To support cursor-based pagination, this specification defines three query parameters — page[size], page[before], and page[after] —  and a method for providing clients with pagination links and cursors in response bodies.

For example, this request would get the next 100 people after the cursor abcde:

GET /people?page[size]=100&page[after]=abcde

Replacing page[after] with page[before] would allow the client to paginate backwards.

Alternatively, to find all people between cursors abcde and fghij (exclusive), the client could request:

GET /people?page[after]=abcde&page[before]=fghij

Other combinations are possible, and these parameters are described more below.

Specification

Concepts

Sorting Requirement

Pagination only applies to an ordered list of results. This order must not change between requests unless the underlying data changes, to ensure that results don’t arbitrarily move between pages.

If the client’s paginated request includes a ?sort query parameter that only partially orders the results, the server MUST apply additional sorting constraints — consistent with the client-requested ones — to produce a unique ordering, if it wishes to support pagination of that data.
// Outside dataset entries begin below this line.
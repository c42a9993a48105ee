//! Network boundary to the Anthropic Messages API

mod http;

use std::pin::Pin;

use async_trait::async_trait;
use futures_util::Stream;

pub use self::http::HttpTransport;
use crate::error::LlmError;
use crate::protocol::{AnthropicRequest, AnthropicResponse, AnthropicStreamEvent};

/// Ordered, typed stream events for a single streamed response
pub type EventStream = Pin<Box<dyn Stream<Item = Result<AnthropicStreamEvent, LlmError>> + Send>>;

/// Sends wire requests and yields wire responses
///
/// The adapter never retries; failures surface as `LlmError::Transport`.
#[async_trait]
pub trait Transport: Send + Sync {
    /// Send a request and wait for the complete response document
    async fn send(&self, request: &AnthropicRequest) -> Result<AnthropicResponse, LlmError>;

    /// Send a request with streaming enabled
    async fn send_streaming(&self, request: &AnthropicRequest) -> Result<EventStream, LlmError>;
}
For example, suppose a client requests GET /people?sort=age&page[size]=10. If multiple people have the same age, their relative ordering is not defined (and could vary between requests), making pagination impossible. Therefore, to fulfill the request, the server must treat all paginated requests with ?sort=age as though the client had instead asked to sort by age followed by some unique field or combination of fields (e.g., ?sort=age,id).

Similarly, when the collection being paginated has no natural or client-requested order (like the set of resource identifier objects in a relationship), the server MUST assign an order if it wishes to support pagination.

The server MAY reject pagination requests if the client has requested that the results be sorted in a way that server cannot efficiently paginate. In that case, the server MUST reject the request according to the rules for the unsupported sort error.

Cursors

A “cursor” is a string, created by the server using whatever method it likes, that divides the list of results into those that fall before the cursor, those that fall after the cursor, and, optionally, one result that falls “on” the cursor.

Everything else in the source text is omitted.